Background: The emerging SARS-CoV-2 pandemic entails an urgent need for specific and sensitive high-throughput serological assays to assess SARS-CoV-2 epidemiology. We therefore aimed at developing a fluorescent-bead based SARS-CoV-2 multiplex serology assay for detection of antibody responses to the SARS-CoV-2 proteome. Methods: Proteins of the SARS-CoV-2 proteome and protein N of SARS-CoV-1 and common cold Coronaviruses (ccCoVs) were recombinantly expressed in E. coli or HEK293 cells. Assay performance was assessed in a Covid-19 case cohort (n=48 hospitalized patients from Heidelberg) as well as n=85 age- and sex-matched pre-pandemic controls from the ESTHER study. Assay validation included comparison with home-made immunofluorescence and commercial Enzyme-linked immunosorbent (ELISA) assays. Results: A sensitivity of 100% (95% CI: 86%-100%) was achieved in Covid-19 patients 14 days post symptom onset with dual sero-positivity to SARS-CoV-2 N and the receptor-binding domain of the spike protein. The specificity obtained with this algorithm was 100% (95% CI: 96%-100%).

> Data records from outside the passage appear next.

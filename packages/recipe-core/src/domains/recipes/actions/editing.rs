use tracing::{error, info, warn};

use super::{ActionOutcome, RecipeActions};
use crate::common::auth::Actor;
use crate::common::MessageKey;
use crate::domains::recipes::editing::RecipeEdit;
use crate::domains::recipes::models::{RecipePatch, Visibility};

impl RecipeActions {
    /// Save the edit form as one partial update. Owner only.
    pub async fn save_edits(&mut self, edit: RecipeEdit) -> ActionOutcome {
        let Some(id) = self.recipe_id else {
            return ActionOutcome::Skipped;
        };
        let Some(recipe) = self.recipe.clone() else {
            return ActionOutcome::Skipped;
        };

        if let Err(e) = Actor::new(&self.user()).owns(&recipe) {
            warn!(recipe_id = %id, reason = %e, "edit refused");
            self.notify_refusal(&e, MessageKey::CannotEdit);
            return ActionOutcome::Refused;
        }

        let patch = edit.into_patch(&recipe);
        if patch.is_empty() {
            self.modals.edit = false;
            return ActionOutcome::Skipped;
        }

        let fields = patch.touched_fields();
        match self.run_update(id, &recipe, patch).await {
            Ok(()) => {
                info!(recipe_id = %id, ?fields, "recipe edited");
                self.modals.edit = false;
                self.notify(MessageKey::SuccessTitle, MessageKey::SaveSuccess);
                self.reload().await;
                ActionOutcome::Completed
            }
            Err(e) => {
                error!(recipe_id = %id, ?fields, error = %e, "save failed");
                self.notify(MessageKey::ErrorTitle, MessageKey::SaveFailed);
                ActionOutcome::Failed
            }
        }
    }

    /// Share with everyone or keep within the household. Owner only; copies
    /// always stay in the household.
    pub async fn set_visibility(&mut self, visibility: Visibility) -> ActionOutcome {
        let Some(id) = self.recipe_id else {
            return ActionOutcome::Skipped;
        };
        let Some(recipe) = self.recipe.clone() else {
            return ActionOutcome::Skipped;
        };

        if let Err(e) = Actor::new(&self.user()).owns(&recipe) {
            warn!(recipe_id = %id, reason = %e, "visibility change refused");
            self.notify_refusal(&e, MessageKey::CannotEdit);
            return ActionOutcome::Refused;
        }

        if recipe.is_copy() {
            self.notify(MessageKey::NoticeTitle, MessageKey::CopyCannotBeShared);
            return ActionOutcome::Refused;
        }

        if recipe.visibility == visibility {
            return ActionOutcome::Skipped;
        }

        let patch = RecipePatch {
            visibility: Some(visibility),
            ..Default::default()
        };
        match self.run_update(id, &recipe, patch).await {
            Ok(()) => {
                info!(recipe_id = %id, ?visibility, "visibility changed");
                self.reload().await;
                ActionOutcome::Completed
            }
            Err(e) => {
                error!(recipe_id = %id, ?visibility, error = %e, "visibility change failed");
                self.notify(MessageKey::ErrorTitle, MessageKey::VisibilityFailed);
                ActionOutcome::Failed
            }
        }
    }
}
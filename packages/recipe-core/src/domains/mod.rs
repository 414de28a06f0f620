pub mod households;
pub mod meal_plan;
pub mod recipes;
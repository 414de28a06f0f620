//! Enhance-then-review workflow.

mod common;

use crate::common::*;
use recipe_core::common::auth::UserState;
use recipe_core::common::MessageKey;
use recipe_core::domains::recipes::machines::ReviewAction;
use recipe_core::domains::recipes::ActionOutcome;
use recipe_core::kernel::test_dependencies::{ops, Navigation, StoreCall};
use recipe_core::kernel::{ButtonStyle, DialogChoice};
use test_context::test_context;

#[test_context(TestHarness)]
#[tokio::test]
async fn approving_own_enhanced_recipe_calls_review_and_notifies(ctx: &TestHarness) {
    let recipe = enhanced_recipe_in(&ctx.home, "Ramen");
    let scene = ctx.scene(ctx.member(), vec![recipe.clone()], &[]);
    let mut actions = scene.actions(&recipe);
    assert!(actions.needs_review());

    let outcome = actions.review_enhancement(ReviewAction::Approve).await;

    assert!(outcome.is_completed());
    assert_eq!(
        scene.deps.store.calls(),
        vec![StoreCall::Review {
            id: recipe.id,
            action: ReviewAction::Approve,
        }]
    );
    assert!(scene
        .deps
        .notifier
        .was_notified(&scene.deps.text(MessageKey::EnhancementApproved)));
    assert!(!actions.needs_review());
}

#[test_context(TestHarness)]
#[tokio::test]
async fn rejecting_restores_original_content(ctx: &TestHarness) {
    let recipe = recipe_in(&ctx.home, "Ramen");
    let scene = ctx.scene(ctx.member(), vec![recipe.clone()], &[DialogChoice::Confirm]);
    let mut actions = scene.actions(&recipe);

    assert!(actions.request_enhance().await.is_completed());
    assert!(actions.show_enhancement_review_modal());
    assert!(actions.needs_review());

    assert!(actions.reject_enhancement().await.is_completed());
    assert!(!actions.show_enhancement_review_modal());

    let stored = scene.stored(&recipe).await.unwrap();
    assert!(!stored.enhanced);
    assert!(scene
        .deps
        .notifier
        .was_notified(&scene.deps.text(MessageKey::EnhancementRejected)));
}

#[test_context(TestHarness)]
#[tokio::test]
async fn reviewing_foreign_recipe_is_refused(ctx: &TestHarness) {
    let recipe = enhanced_recipe_in(&ctx.neighbour, "Ramen");
    let scene = ctx.scene(ctx.member(), vec![recipe.clone()], &[]);
    let mut actions = scene.actions(&recipe);

    let outcome = actions.review_enhancement(ReviewAction::Approve).await;

    assert_eq!(outcome, ActionOutcome::Refused);
    assert_eq!(scene.deps.store.mutation_count(), 0);
    assert!(scene.deps.notifier.was_notified(&scene.deps.text(MessageKey::CannotReview)));
}

#[test_context(TestHarness)]
#[tokio::test]
async fn failed_review_keeps_modal_open_but_shortcut_closes_it(ctx: &TestHarness) {
    let recipe = enhanced_recipe_in(&ctx.home, "Ramen");
    let scene = ctx.scene_with(ctx.member(), vec![recipe.clone()], &[], |store| {
        store.failing(ops::REVIEW)
    });
    let mut actions = scene.actions(&recipe);
    actions.set_show_enhancement_review_modal(true);

    let outcome = actions.review_enhancement(ReviewAction::Approve).await;
    assert_eq!(outcome, ActionOutcome::Failed);
    assert!(actions.show_enhancement_review_modal());
    assert!(scene.deps.notifier.was_notified(&scene.deps.text(MessageKey::ReviewFailed)));

    let outcome = actions.approve_enhancement().await;
    assert_eq!(outcome, ActionOutcome::Failed);
    assert!(!actions.show_enhancement_review_modal());
}

#[test_context(TestHarness)]
#[tokio::test]
async fn enhance_cancelled_issues_no_mutation(ctx: &TestHarness) {
    let recipe = recipe_in(&ctx.home, "Ramen");
    let scene = ctx.scene(ctx.member(), vec![recipe.clone()], &[DialogChoice::Cancel]);
    let mut actions = scene.actions(&recipe);

    assert_eq!(actions.request_enhance().await, ActionOutcome::Cancelled);
    assert_eq!(scene.deps.store.mutation_count(), 0);
    assert!(!actions.show_enhancement_review_modal());
}

#[test_context(TestHarness)]
#[tokio::test]
async fn failed_enhance_does_not_open_review(ctx: &TestHarness) {
    let recipe = recipe_in(&ctx.home, "Ramen");
    let scene = ctx.scene_with(ctx.member(), vec![recipe.clone()], &[DialogChoice::Confirm], |store| {
        store.failing(ops::ENHANCE)
    });
    let mut actions = scene.actions(&recipe);

    assert_eq!(actions.request_enhance().await, ActionOutcome::Failed);
    assert!(!actions.show_enhancement_review_modal());
    assert!(scene.deps.notifier.was_notified(&scene.deps.text(MessageKey::EnhanceFailed)));
}

#[test_context(TestHarness)]
#[tokio::test]
async fn enhancing_shared_foreign_recipe_offers_copy_first(ctx: &TestHarness) {
    let recipe = shared_recipe_in(&ctx.neighbour, "Paella");
    let scene = ctx.scene(
        ctx.member(),
        vec![recipe.clone()],
        &[DialogChoice::Copy, DialogChoice::Copy],
    );
    let mut actions = scene.actions(&recipe);

    assert!(actions.request_enhance().await.is_completed());

    let prompts = scene.deps.dialogs.prompts();
    assert_eq!(prompts.len(), 2);
    assert_eq!(prompts[0].title, scene.deps.text(MessageKey::ForeignRecipeTitle));

    let calls = scene.deps.store.calls();
    assert_eq!(calls.len(), 1);
    assert!(matches!(calls[0], StoreCall::Copy { .. }));
    assert!(matches!(
        scene.deps.navigator.history().as_slice(),
        [Navigation::Recipe(_)]
    ));
}

#[test_context(TestHarness)]
#[tokio::test]
async fn enhancing_private_foreign_recipe_only_explains(ctx: &TestHarness) {
    let recipe = recipe_in(&ctx.neighbour, "Secret sauce");
    let scene = ctx.scene(ctx.member(), vec![recipe.clone()], &[DialogChoice::Acknowledge]);
    let mut actions = scene.actions(&recipe);

    assert_eq!(actions.request_enhance().await, ActionOutcome::Refused);

    let prompt = scene.deps.dialogs.last_prompt().unwrap();
    assert_eq!(prompt.choices(), vec![DialogChoice::Acknowledge]);
    assert_eq!(scene.deps.store.mutation_count(), 0);
}

#[test_context(TestHarness)]
#[tokio::test]
async fn enhance_and_review_wait_for_user_to_load(ctx: &TestHarness) {
    let recipe = enhanced_recipe_in(&ctx.home, "Ramen");
    let scene = ctx.scene(UserState::Loading, vec![recipe.clone()], &[DialogChoice::Confirm]);
    let mut actions = scene.actions(&recipe);

    assert_eq!(actions.request_enhance().await, ActionOutcome::Refused);
    assert_eq!(
        actions.review_enhancement(ReviewAction::Approve).await,
        ActionOutcome::Refused
    );

    let wait = scene.deps.text(MessageKey::PleaseWait);
    let waits = scene.deps.notifier.messages().iter().filter(|m| **m == wait).count();
    assert_eq!(waits, 2);
    assert!(scene.deps.dialogs.prompts().is_empty());
    assert_eq!(scene.deps.store.mutation_count(), 0);
}

#[test_context(TestHarness)]
#[tokio::test]
async fn deleting_foreign_recipe_still_confirms_and_deletes(ctx: &TestHarness) {
    let recipe = recipe_in(&ctx.neighbour, "Borscht");
    let scene = ctx.scene(ctx.member(), vec![recipe.clone()], &[DialogChoice::Confirm]);
    let mut actions = scene.actions(&recipe);

    assert!(actions.delete().await.is_completed());

    let prompt = scene.deps.dialogs.last_prompt().unwrap();
    assert!(prompt.buttons.iter().any(|b| b.style == ButtonStyle::Destructive));
    assert_eq!(scene.deps.store.calls(), vec![StoreCall::Delete { id: recipe.id }]);
    assert_eq!(scene.deps.navigator.history(), vec![Navigation::Back]);
}

#[test_context(TestHarness)]
#[tokio::test]
async fn cancelling_copy_first_leaves_recipe_untouched(ctx: &TestHarness) {
    let recipe = shared_recipe_in(&ctx.neighbour, "Paella");
    let scene = ctx.scene(ctx.member(), vec![recipe.clone()], &[DialogChoice::Cancel]);
    let mut actions = scene.actions(&recipe);

    assert_eq!(actions.request_enhance().await, ActionOutcome::Cancelled);
    assert_eq!(scene.deps.dialogs.prompts().len(), 1);
    assert!(scene.deps.store.calls().is_empty());
    assert!(scene.deps.navigator.history().is_empty());
}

Antibody responses to ccCoVs N were abundantly high and did not correlate with those to SARS-CoV-2 N. Inclusion of additional SARS-CoV-2 proteins as well as separate assessment of immunoglobulin (Ig) classes M, A, and G allowed for explorative analyses regarding disease progression and course of antibody response. Conclusion: This newly developed SARS-CoV-2 multiplex serology assay achieved high sensitivity and specificity to determine SARS-CoV-2 sero-positivity. Its high throughput ability allows epidemiologic SARS-CoV-2 research in large population-based studies. Inclusion of additional pathogens into the panel as well as separate assessment of Ig isotypes will furthermore allow addressing research questions beyond SARS-CoV-2 sero-prevalence.